Figure 1. Phylogenetic relationship of the analysed STs from this study determined using the neighbour joining method conducted in MEGA v.11.0 and visualized in online software ITOL. The evolutionary distances were estimated using the Neighbour joining method and Kimura 2-parameter model and the scale bar denotes the number of nucleotide substitutions per site. The analysis included 36 STs from 49 analysed STs from this study and 163 reference sequences retrieved from the H. pylori PubMLST database [http://pubmlst.org/helicobacter/]. The positions and identification of the 36 STs identified in this study are shown in the tree. The major H. pylori populations are depicted in this tree according to the data available in the PubMLST.

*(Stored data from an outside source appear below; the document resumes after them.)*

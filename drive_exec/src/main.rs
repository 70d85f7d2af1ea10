//! Main drive executable entry point.
//! 
//! # Architecture
//! 
//! The general execution methodology consists of:
//! 
//!     - Initialise the session, logging and DriveCtrl
//!     - Main loop, one iteration per telemetry sample:
//!         - Telemetry acquisition (simulator messages or CSV replay)
//!         - Drive control processing
//!         - Command output and archiving
//! 
//! # Usage
//! 
//!     drive_exec [REPLAY_CSV] [SPEED_POLICY]
//! 
//! With no arguments simulator messages are read from stdin and replies are
//! written to stdout. Use `-` as the replay path to select the simulator with
//! an explicit speed policy.

// ---------------------------------------------------------------------------
// IMPORTS
// ---------------------------------------------------------------------------

// External
use color_eyre::{Report, eyre::{WrapErr, eyre}};
use log::{debug, info, warn};
use serde::Serialize;
use std::env;
use std::io;

// Internal
use drive_lib::{
    drive_ctrl::{DriveCmd, DriveCtrl, SpeedPolicy, StatusReport, Telemetry},
    sim_client::{SimClient, SimMessage, TelemReplay}
};
use util::{
    archive::Archiver,
    host,
    logger::{logger_init, LevelFilter},
    session::Session
};

// ---------------------------------------------------------------------------
// CONSTANTS
// ---------------------------------------------------------------------------

/// Parameter file for DriveCtrl, relative to the params directory
const DRIVE_CTRL_PARAMS: &str = "drive_ctrl.toml";

/// Per-cycle control traces stay at debug, the cycle archive holds the detail
const CONTROL_LOG_LEVELS: &[(&str, LevelFilter)] = &[
    ("drive_lib::drive_ctrl", LevelFilter::Debug),
];

/// Archive of every accepted cycle, relative to the session archive root
const CYCLE_ARCHIVE: &str = "drive_ctrl/cycles.csv";

// ---------------------------------------------------------------------------
// DATA STRUCTURES
// ---------------------------------------------------------------------------

/// Source of telemetry for this run.
enum TelemSource {
    Sim,
    Replay(String)
}

/// One row of the cycle archive.
#[derive(Serialize)]
struct CycleRecord {
    cte: f64,
    steering_angle: f64,
    speed: f64,
    steer: f64,
    target_speed: f64,
    throttle: f64
}

// ---------------------------------------------------------------------------
// FUNCTIONS
// ---------------------------------------------------------------------------

/// Executable main function, entry point.
fn main() -> Result<(), Report> {

    color_eyre::install()?;

    // ---- EARLY INITIALISATION ----

    // Initialise session
    let session = Session::new(
        "drive_exec", 
        "sessions"
    ).wrap_err("Failed to create the session")?;

    // Initialise logger
    logger_init(LevelFilter::Trace, CONTROL_LOG_LEVELS, &session)
        .wrap_err("Failed to initialise logging")?;

    // Log information on this execution.
    info!("Drive Controller Executable\n");
    info!("Running on: {}", host::get_host_info());
    info!("Session directory: {:?}\n", session.session_root);

    // ---- PARSE ARGUMENTS ----

    let args: Vec<String> = env::args().collect();

    debug!("CLI arguments: {:?}", args);

    if args.len() > 3 {
        return Err(eyre!(
            "Expected at most two arguments, found {}", args.len() - 1)
        );
    }

    let source = match args.get(1).map(|s| s.as_str()) {
        None | Some("-") => TelemSource::Sim,
        Some(path) => TelemSource::Replay(path.to_string())
    };

    // ---- INITIALISE MODULES ----

    info!("Initialising modules...");

    let mut drive_ctrl = DriveCtrl::from_params_file(DRIVE_CTRL_PARAMS)
        .wrap_err("Failed to initialise DriveCtrl")?;

    let policy = match args.get(2) {
        Some(p) => p.parse::<SpeedPolicy>().wrap_err("Invalid speed policy argument")?,
        None => drive_ctrl.params().speed_policy
    };

    info!("DriveCtrl init complete, speed policy: {:?}", policy);

    let mut archiver = Archiver::from_path(&session, CYCLE_ARCHIVE)
        .wrap_err("Failed to create the cycle archive")?;

    info!("Module initialisation complete\n");

    // ---- MAIN LOOP ----

    let num_cycles = match source {
        TelemSource::Replay(path) => {
            info!("Replaying telemetry from \"{}\"", path);

            let replay = TelemReplay::from_path(&path)
                .wrap_err("Failed to open the telemetry replay")?;

            run_replay(replay, &mut drive_ctrl, policy, &mut archiver)?
        },
        TelemSource::Sim => {
            info!("Serving simulator messages on stdin/stdout");

            let stdin = io::stdin();
            let stdout = io::stdout();
            let client = SimClient::new(stdin.lock(), stdout.lock());

            run_sim(client, &mut drive_ctrl, policy, &mut archiver)?
        }
    };

    info!("End of telemetry after {} cycles", num_cycles);

    Ok(())
}

/// Run the controller over every sample of a replay, returning the number of
/// cycles processed.
fn run_replay<R: io::Read>(
    replay: TelemReplay<R>,
    drive_ctrl: &mut DriveCtrl,
    policy: SpeedPolicy,
    archiver: &mut Archiver
) -> Result<u64, Report> {
    let mut num_cycles = 0;

    for telem in replay {
        let telem = telem.wrap_err("Failed to read telemetry")?;
        num_cycles += 1;

        if let Some((cmd, report)) = proc_cycle(drive_ctrl, &telem, policy) {
            archive_cycle(archiver, &telem, &cmd, &report);
        }
    }

    Ok(num_cycles)
}

/// Serve simulator messages until the input closes, returning the number of
/// cycles processed.
fn run_sim<R: io::BufRead, W: io::Write>(
    mut client: SimClient<R, W>,
    drive_ctrl: &mut DriveCtrl,
    policy: SpeedPolicy,
    archiver: &mut Archiver
) -> Result<u64, Report> {
    let mut num_cycles = 0;
    let mut last_cmd: Option<DriveCmd> = None;

    loop {
        let msg = match client.recv() {
            Ok(Some(m)) => m,
            Ok(None) => break,
            Err(e) => {
                warn!("Could not parse simulator message: {}", e);
                client.send_manual().wrap_err("Failed to send to the simulator")?;
                continue
            }
        };

        match msg {
            SimMessage::Telemetry(telem) => {
                num_cycles += 1;

                if let Some((cmd, report)) = proc_cycle(drive_ctrl, &telem, policy) {
                    archive_cycle(archiver, &telem, &cmd, &report);
                    last_cmd = Some(cmd);
                }

                // A rejected cycle holds the previous command
                let sent = match last_cmd {
                    Some(ref cmd) => client.send_cmd(cmd),
                    None => client.send_manual()
                };
                sent.wrap_err("Failed to send to the simulator")?;
            },
            SimMessage::NoData => {
                client.send_manual().wrap_err("Failed to send to the simulator")?;
            },
            SimMessage::Other(event) => debug!("Ignoring \"{}\" event", event)
        }
    }

    Ok(num_cycles)
}

/// Run one DriveCtrl cycle, logging rejected cycles.
fn proc_cycle(
    drive_ctrl: &mut DriveCtrl,
    telem: &Telemetry,
    policy: SpeedPolicy
) -> Option<(DriveCmd, StatusReport)> {
    match drive_ctrl.proc_cycle(telem, policy) {
        Ok(r) => Some(r),
        Err(e) => {
            warn!("DriveCtrl rejected cycle: {}", e);
            None
        }
    }
}

fn archive_cycle(
    archiver: &mut Archiver,
    telem: &Telemetry,
    cmd: &DriveCmd,
    report: &StatusReport
) {
    let record = CycleRecord {
        cte: telem.cte,
        steering_angle: telem.steering_angle,
        speed: telem.speed,
        steer: cmd.steer,
        target_speed: report.target_speed,
        throttle: cmd.throttle
    };

    if let Err(e) = archiver.serialise(record) {
        warn!("Could not archive cycle: {}", e);
    }
}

The 14 STs clustering with the hpAsia2 population from our region (ST4370, ST4371, ST4372, ST4373, ST4374, ST4375, ST4376, ST4377, ST3683, ST1155, ST1503, ST3030, ST2334 and ST1539) were aligned with H. pylori strains from Southeast Asian countries including Thailand, Malaysia and India to construct a phylogenetic tree. The resulting analysis revealed the formation of 3 distinct clusters, on the basis of their genetic relatedness – Cluster 1 comprised strains from Thailand and Malaysia belonging to hspEastAsia population, Cluster 2 included strains from Ladakh, India, belonging to hpEurope population and Cluster 3 consisted of strains from Thailand, Malaysia and India classified under the hpAsia2 population. Notably, the 14 STs from our region exhibited genetic homology with Cluster 3 (Figure 2).

Figure 2

Figure 2. Phylogenetic tree showing the evolutionary relationship between H. pylori strains belonging to hpAsia2 from our region and 103 reference strains from Southeast Asia including Thailand, Malaysia and India, available from H. pylori PubMLST database [http://pubmlst.org/helicobacter/]. Sequence data from the seven house-keeping genes of the H. pylori strains were used to construct the tree. The STs depicted in red denote the strains from this study.

Additionally, H. pylori strains from Thailand were further categorized into 3 well-defined populations based on ethnicity- the hspEastAsian, the hpEurope and the indigenous hpAsia2 population of Thailand. All the 14 STs analysed in the present study clustered with the hpAsia2 population of Thailand, suggesting a strong genetic connection among the hpAsia2 strains from Assam, Northeast India and the hpAsia2 sub-population of Thailand (Figure 3).

Figure 3

Figure 3. Phylogenetic tree showing the evolutionary relationship between H. pylori strains belonging to hpAsia2 from our region and 34 references strains from Thailand, Southeast Asia, available from H. pylori PubMLST database [http://pubmlst.org/helicobacter/]. Sequence data from the seven house-keeping genes of the H. pylori strains were used to construct the tree. The STs depicted in red denote the strains from this study.

3.6 Nucleotide diversity and polymorphism

The highest number of polymorphic sites were observed in trpC gene and the lowest in ureI gene. The order of such polymorphic sites from highest to lowest is trpC>mutY>yphC>efp>ppa> atpA>ureI. Singleton variable sites with two variants were observed in all the genes but none with three or four variants (Table 4).

Table 4

Table 4. Distribution of polymorphic sites in H. pylori housekeeping gene sequences available from the study.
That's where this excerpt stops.